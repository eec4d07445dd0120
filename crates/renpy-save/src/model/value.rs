//! Graph values, nodes and instance state.
//!
//! Immutable data (`None`, numbers, strings, bytes, tuples, type references)
//! lives inline in [`Value`]. Everything with identity (lists, dicts, sets
//! and instances) lives in the [`Graph`](super::Graph) arena as a [`Node`]
//! and is referenced by [`NodeId`], which is how sharing and cycles are
//! expressed.

use std::fmt;
use std::hash::{Hash, Hasher};

use indexmap::{IndexMap, IndexSet};
use num_bigint::BigInt;
use rustc_hash::FxBuildHasher;

use crate::registry::{TypeHandle, TypeKind};

/// Insertion-ordered mapping with arbitrary keys.
pub type ValueMap = IndexMap<Value, Value, FxBuildHasher>;

/// Insertion-ordered set.
pub type ValueSet = IndexSet<Value, FxBuildHasher>;

/// Index of a node in a [`Graph`](super::Graph).
#[derive(Debug, Clone, Copy, PartialEq, Eq, Hash, PartialOrd, Ord)]
pub struct NodeId(pub(crate) usize);

impl NodeId {
    pub fn index(self) -> usize {
        self.0
    }
}

impl fmt::Display for NodeId {
    fn fmt(&self, f: &mut fmt::Formatter<'_>) -> fmt::Result {
        write!(f, "#{}", self.0)
    }
}

/// A value in the object graph.
///
/// Equality and hashing follow the host runtime's rules for dict keys:
/// immutable variants compare by value (floats bitwise, so `NaN` keys stay
/// usable), [`Value::Ref`] compares by node identity.
#[derive(Debug, Clone)]
pub enum Value {
    None,
    Bool(bool),
    /// Arbitrary precision integer.
    Int(BigInt),
    Float(f64),
    Str(String),
    Bytes(Vec<u8>),
    /// Immutable fixed-arity sequence.
    Tuple(Vec<Value>),
    /// A class or callable stored as data.
    Global(TypeHandle),
    /// Reference to an identity-bearing node.
    Ref(NodeId),
}

impl Value {
    pub fn int(v: i64) -> Value {
        Value::Int(BigInt::from(v))
    }

    pub fn str(s: impl Into<String>) -> Value {
        Value::Str(s.into())
    }

    /// Returns the node id if this is a reference.
    pub fn as_ref_id(&self) -> Option<NodeId> {
        match self {
            Value::Ref(id) => Some(*id),
            _ => None,
        }
    }

    pub fn as_str(&self) -> Option<&str> {
        match self {
            Value::Str(s) => Some(s),
            _ => None,
        }
    }

    /// `true` for the scalar variants that a text record could key on.
    pub fn is_primitive(&self) -> bool {
        matches!(
            self,
            Value::None
                | Value::Bool(_)
                | Value::Int(_)
                | Value::Float(_)
                | Value::Str(_)
                | Value::Bytes(_)
        )
    }

    /// Short name of the variant, for error messages. References report
    /// `"ref"`; use [`Graph::shape_name`](super::Graph::shape_name) to see
    /// through them.
    pub fn variant_name(&self) -> &'static str {
        match self {
            Value::None => "none",
            Value::Bool(_) => "bool",
            Value::Int(_) => "int",
            Value::Float(_) => "float",
            Value::Str(_) => "str",
            Value::Bytes(_) => "bytes",
            Value::Tuple(_) => "tuple",
            Value::Global(_) => "global",
            Value::Ref(_) => "ref",
        }
    }
}

impl PartialEq for Value {
    fn eq(&self, other: &Self) -> bool {
        match (self, other) {
            (Value::None, Value::None) => true,
            (Value::Bool(a), Value::Bool(b)) => a == b,
            (Value::Int(a), Value::Int(b)) => a == b,
            (Value::Float(a), Value::Float(b)) => a.to_bits() == b.to_bits(),
            (Value::Str(a), Value::Str(b)) => a == b,
            (Value::Bytes(a), Value::Bytes(b)) => a == b,
            (Value::Tuple(a), Value::Tuple(b)) => a == b,
            (Value::Global(a), Value::Global(b)) => a == b,
            (Value::Ref(a), Value::Ref(b)) => a == b,
            _ => false,
        }
    }
}

impl Eq for Value {}

impl Hash for Value {
    fn hash<H: Hasher>(&self, state: &mut H) {
        std::mem::discriminant(self).hash(state);
        match self {
            Value::None => {}
            Value::Bool(b) => b.hash(state),
            Value::Int(i) => i.hash(state),
            Value::Float(f) => f.to_bits().hash(state),
            Value::Str(s) => s.hash(state),
            Value::Bytes(b) => b.hash(state),
            Value::Tuple(items) => items.hash(state),
            Value::Global(ty) => ty.hash(state),
            Value::Ref(id) => id.hash(state),
        }
    }
}

impl From<bool> for Value {
    fn from(v: bool) -> Self {
        Value::Bool(v)
    }
}

impl From<i64> for Value {
    fn from(v: i64) -> Self {
        Value::int(v)
    }
}

impl From<BigInt> for Value {
    fn from(v: BigInt) -> Self {
        Value::Int(v)
    }
}

impl From<f64> for Value {
    fn from(v: f64) -> Self {
        Value::Float(v)
    }
}

impl From<&str> for Value {
    fn from(v: &str) -> Self {
        Value::Str(v.to_owned())
    }
}

impl From<String> for Value {
    fn from(v: String) -> Self {
        Value::Str(v)
    }
}

impl From<NodeId> for Value {
    fn from(id: NodeId) -> Self {
        Value::Ref(id)
    }
}

/// An identity-bearing value stored in the graph arena.
#[derive(Debug, Clone)]
pub enum Node {
    Sequence(Vec<Value>),
    Mapping(ValueMap),
    Set(ValueSet),
    Instance(Instance),
}

impl Node {
    pub fn kind_name(&self) -> &'static str {
        match self {
            Node::Sequence(_) => "list",
            Node::Mapping(_) => "dict",
            Node::Set(_) => "set",
            Node::Instance(_) => "instance",
        }
    }
}

/// An object of a registry type.
#[derive(Debug, Clone)]
pub struct Instance {
    pub ty: TypeHandle,
    /// How the object was created, before `state` was applied.
    pub ctor: Constructor,
    pub state: State,
}

impl Instance {
    /// An empty shell, the first phase of two-phase construction.
    pub fn shell(ty: TypeHandle) -> Self {
        Self {
            ty,
            ctor: Constructor::default(),
            state: State::None,
        }
    }
}

/// The call that creates an instance.
#[derive(Debug, Clone, PartialEq)]
pub enum Constructor {
    /// `cls.__new__(cls, *args)`, as `NEWOBJ` does. Most objects have no
    /// arguments here.
    New(Vec<Value>),
    /// `cls(*args)`, from a `__reduce__` returning the class itself.
    Call(Vec<Value>),
}

impl Default for Constructor {
    fn default() -> Self {
        Constructor::New(Vec::new())
    }
}

impl Constructor {
    pub fn args(&self) -> &[Value] {
        match self {
            Constructor::New(args) | Constructor::Call(args) => args,
        }
    }

    /// `true` for a bare `__new__` with no arguments.
    pub fn is_plain(&self) -> bool {
        matches!(self, Constructor::New(args) if args.is_empty())
    }
}

/// Instance state, in the shape it was constructed with.
#[derive(Debug, Clone, PartialEq, Default)]
pub enum State {
    #[default]
    None,
    /// A mapping node: attributes, or the contents of a dict-like type.
    Dict(NodeId),
    /// A sequence node: the contents of a list-like type.
    List(NodeId),
    /// A set node: the contents of a set-like type.
    Set(NodeId),
    /// Any other state value.
    Scalar(Value),
}

impl State {
    /// Picks the state shape for `value` given to an instance of `kind`.
    ///
    /// `nodes` resolves references; on mismatch the shape name of `value`
    /// is returned.
    pub fn shape(
        nodes: &super::Graph,
        kind: TypeKind,
        value: Value,
    ) -> Result<State, &'static str> {
        if matches!(value, Value::None) {
            return Ok(State::None);
        }
        let node = value.as_ref_id().and_then(|id| nodes.get(id).map(|n| (id, n)));
        match (kind, node) {
            (_, Some((id, Node::Mapping(_)))) => Ok(State::Dict(id)),
            (TypeKind::List, Some((id, Node::Sequence(_)))) => Ok(State::List(id)),
            (TypeKind::Set, Some((id, Node::Set(_)))) => Ok(State::Set(id)),
            (TypeKind::Generic, _) => Ok(State::Scalar(value)),
            _ => Err(nodes.shape_name(&value)),
        }
    }

    /// The state as a plain value, as it appears in the text form.
    pub fn to_value(&self) -> Value {
        match self {
            State::None => Value::None,
            State::Dict(id) | State::List(id) | State::Set(id) => Value::Ref(*id),
            State::Scalar(v) => v.clone(),
        }
    }
}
····················
Exercise: Please copy each line of the records above in which the word "lives" can be found.

Expected answer:
//! lives inline in [`Value`]. Everything with identity (lists, dicts, sets
//! and instances) lives in the [`Graph`](super::Graph) arena as a [`Node`]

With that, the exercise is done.